There was no evidence at all of anything resembling evolution. Almost all the hashtags appeared spontaneously and without controversy, each one apparently via the agency of an intelligent designer. I did not find a single example of multiple hashtags competing with each other in a "survival of the fittest" sort of way. I found two instances of dead-on-arrival hashtags, which were proposed once and never repeated. In only one case was there significant usage of an alternate hashtag- the America's Future Now conference appeared in 22 tweets as #afn09, compared to 949 tweets for #afn. Even in this case, there appeared to be no competition, as the #afn09 tweeters stuck with their hashtag.
One question posed by the initial query was whether "09" or "2009" was the correct convention. Although "09" was 2 to 3 times more popular than "2009" in hashtags, having no year indicator at all was twice as frequent as having a year.
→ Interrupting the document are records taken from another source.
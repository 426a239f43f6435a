use std::path::{Path, PathBuf};
use std::sync::LazyLock;

use regex::Regex;
use reqwest::header::{HeaderMap, CONTENT_DISPOSITION};

/// Used when a URL has no usable last path segment.
const FALLBACK_NAME: &str = "download";

static DISPOSITION_FILENAME: LazyLock<Regex> = LazyLock::new(|| {
    Regex::new(r#"(?i)(?:inline|attachment)\s*;\s*filename\s*=\s*"?([^";]+)"?"#)
        .expect("Content-Disposition pattern is valid")
});

/// Filename announced in a `Content-Disposition` header value.
pub fn disposition_filename(value: &str) -> Option<String> {
    DISPOSITION_FILENAME
        .captures(value)
        .and_then(|caps| caps.get(1))
        .map(|m| m.as_str().trim().to_string())
        .filter(|name| !name.is_empty())
}

pub fn header_filename(headers: &HeaderMap) -> Option<String> {
    headers
        .get(CONTENT_DISPOSITION)
        .and_then(|v| v.to_str().ok())
        .and_then(disposition_filename)
}

/// Last non-empty `/`-separated segment of a URL.
pub fn url_filename(url: &str) -> Option<&str> {
    url.split('/').filter(|s| !s.is_empty()).last()
}

/// Where a download of `url` is saved inside `folder`. A server-provided
/// `hint` takes precedence over the URL.
pub fn target_path(folder: &Path, url: &str, hint: Option<&str>) -> PathBuf {
    let name = hint
        .and_then(sanitize)
        .or_else(|| url_filename(url).and_then(sanitize))
        .unwrap_or(FALLBACK_NAME);
    folder.join(name)
}

/// Reduce a name to its final path component.
fn sanitize(name: &str) -> Option<&str> {
    Path::new(name)
        .file_name()
        .and_then(|n| n.to_str())
        .filter(|n| !n.is_empty())
}

/// Percent-encode spaces, which feeds sometimes leave in enclosure URLs.
pub fn encode_whitespace(url: &str) -> String {
    url.trim().replace(' ', "%20")
}

#[cfg(test)]
mod tests {
    use super::*;
    use reqwest::header::HeaderValue;

    #[test]
    fn test_url_filename() {
        assert_eq!(url_filename("http://x/movies/a.mov"), Some("a.mov"));
        assert_eq!(url_filename("http://x/movies/"), Some("movies"));
        assert_eq!(url_filename("http://x/get?id=5"), Some("get?id=5"));
        assert_eq!(url_filename(""), None);
    }

    #[test]
    fn test_target_path_from_url() {
        let path = target_path(Path::new("/downloads"), "http://x/trailers/a_h720p.mov", None);
        assert_eq!(path, PathBuf::from("/downloads/a_h720p.mov"));
    }

    #[test]
    fn test_target_path_prefers_hint() {
        let path = target_path(Path::new("/downloads"), "http://x/get?id=5", Some("movie.mp4"));
        assert_eq!(path, PathBuf::from("/downloads/movie.mp4"));
    }

    #[test]
    fn test_target_path_strips_directories_from_hint() {
        let path = target_path(Path::new("/downloads"), "http://x/a.mov", Some("../../etc/passwd"));
        assert_eq!(path, PathBuf::from("/downloads/passwd"));
    }

    #[test]
    fn test_target_path_fallback() {
        let path = target_path(Path::new("/downloads"), "http://x/..", None);
        assert_eq!(path, PathBuf::from("/downloads/download"));
    }

    #[test]
    fn test_disposition_filename() {
        assert_eq!(
            disposition_filename(r#"attachment; filename="trailer.mov""#).as_deref(),
            Some("trailer.mov")
        );
        assert_eq!(
            disposition_filename("inline; filename=clip.mp4;").as_deref(),
            Some("clip.mp4")
        );
        assert_eq!(
            disposition_filename(r#"Attachment;  filename="my movie.mp4"; size=10"#).as_deref(),
            Some("my movie.mp4")
        );
        assert_eq!(disposition_filename("attachment"), None);
        assert_eq!(disposition_filename("form-data; name=x"), None);
    }

    #[test]
    fn test_header_filename() {
        let mut headers = HeaderMap::new();
        assert_eq!(header_filename(&headers), None);

        headers.insert(
            CONTENT_DISPOSITION,
            HeaderValue::from_static(r#"attachment; filename="a.mov""#),
        );
        assert_eq!(header_filename(&headers).as_deref(), Some("a.mov"));
    }

    #[test]
    fn test_encode_whitespace() {
        assert_eq!(
            encode_whitespace(" http://x/my trailer.mov\n"),
            "http://x/my%20trailer.mov"
        );
    }
}
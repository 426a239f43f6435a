//! Extraction of downloadable items from RSS documents.
//!
//! Input is parsed strictly first; documents that are not well-formed get a
//! second, recovering pass before the feed is given up on.

pub mod recover;
pub mod tree;

use crate::app::Result;
use crate::domain::FeedItem;
use tree::Element;

/// Enclosures are only considered when their MIME type has this prefix.
pub const VIDEO_TYPE_PREFIX: &str = "video/";

/// Result of extracting one feed document.
#[derive(Debug, Clone, Default, PartialEq, Eq)]
pub struct Extraction {
    /// Usable items in document order.
    pub items: Vec<FeedItem>,
    /// Number of `item` elements in the document, usable or not.
    pub item_count: usize,
    /// Refresh hint from `channel/ttl`, in minutes.
    pub ttl: Option<u32>,
}

#[derive(Clone)]
pub struct Extractor;

impl Default for Extractor {
    fn default() -> Self {
        Self::new()
    }
}

impl Extractor {
    pub fn new() -> Self {
        Self
    }

    /// Parse `data` and collect its items. Unparseable input is logged and
    /// yields an empty extraction.
    pub fn extract(&self, data: &[u8]) -> Extraction {
        let document = match parse_document(data) {
            Ok(doc) => doc,
            Err(e) => {
                tracing::error!("Unable to parse feed data ({} bytes): {}", data.len(), e);
                return Extraction::default();
            }
        };

        let elements = document.descendants();
        let ttl = find_ttl(&elements);

        let nodes: Vec<&Element> = elements
            .into_iter()
            .filter(|el| el.is_named("item"))
            .collect();
        tracing::trace!("{} items in XML", nodes.len());

        let items = nodes.iter().filter_map(|node| read_item(node)).collect();

        Extraction {
            items,
            item_count: nodes.len(),
            ttl,
        }
    }
}

fn parse_document(data: &[u8]) -> Result<Element> {
    tree::parse_strict(data).or_else(|err| {
        tracing::debug!("Strict XML parse failed ({}), retrying in recovery mode", err);
        recover::parse_lenient(data)
    })
}

/// A `ttl` directly under a `channel`; only a single, numeric match counts.
fn find_ttl(elements: &[&Element]) -> Option<u32> {
    let mut matches = elements
        .iter()
        .filter(|el| el.is_named("channel"))
        .flat_map(|channel| channel.child_elements())
        .filter(|child| child.is_named("ttl"));

    match (matches.next(), matches.next()) {
        (Some(ttl), None) => ttl.text().trim().parse().ok(),
        _ => None,
    }
}

fn read_item(node: &Element) -> Option<FeedItem> {
    let mut item = FeedItem::default();
    let mut name: Option<String> = None;

    for child in node.child_elements() {
        match child.name.as_str() {
            "title" => {
                if name.is_none() {
                    name = Some(child.text().trim().to_string());
                }
            }
            "link" => {
                let link = child.text();
                let link = link.trim();
                if !link.is_empty() {
                    item.urls.push(link.to_string());
                }
            }
            "enclosure" => {
                if let Some(url) = video_enclosure(child) {
                    item.urls.push(url.to_string());
                }
            }
            _ => {}
        }
    }

    item.name = name.unwrap_or_default();
    item.is_usable().then_some(item)
}

fn video_enclosure(enclosure: &Element) -> Option<&str> {
    let url = enclosure.attribute("url")?;
    let kind = enclosure
        .attributes
        .iter()
        .find(|(key, _)| key == "type" || key == "content")
        .map(|(_, value)| value.as_str())?;

    (kind.starts_with(VIDEO_TYPE_PREFIX) && !url.trim().is_empty()).then_some(url.trim())
}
What was very clear, however, was that avoidance of unrelated hashtags was the clear preference of hashtag selectors. The most interesting examples of this were the "#cw2009" and "#cw09" hashtags used for ComplianceWeek Conference and CodeWorks Conference, respectively.
None of this is surprising in retrospect. It's quite easy to see if a hashtag is the right one- you just enter in a search to see what comes up before you put it in your tweet. If you can't find one that works as you want it to, most likely you will not use a hashtag at all. Conferences tend to be meetings of people who are connected to each other via common interests, and a small number of people tend to update frequently and be followed by large numbers of people with common interests. Conference goers also seem to be very motivated to propagate and adopt hashtags- hashtag announcements for conferences are quite frequently retweeted.
The behavior of people selecting hashtags is quite uniform. However, I've previously noted another meeting of semantic web folk that had trouble getting their hashtag straight. Perhaps people who develop taxonomies for a living are less likely to adopt other peoples' suggested vocabulary based on a feeling that their way is the best way, and thus are more likely to silo themselves. I've seen this phenomenon before- the phones at Bell Labs never seemed to work very well, and my wife's experience with computers at IBM was not exactly problem-free. The Librarian Conferences I've been to seem to have horrible classification systems. Perhaps one way to improve vocabulary propagation on the semantic web is to get rid of the ontologists!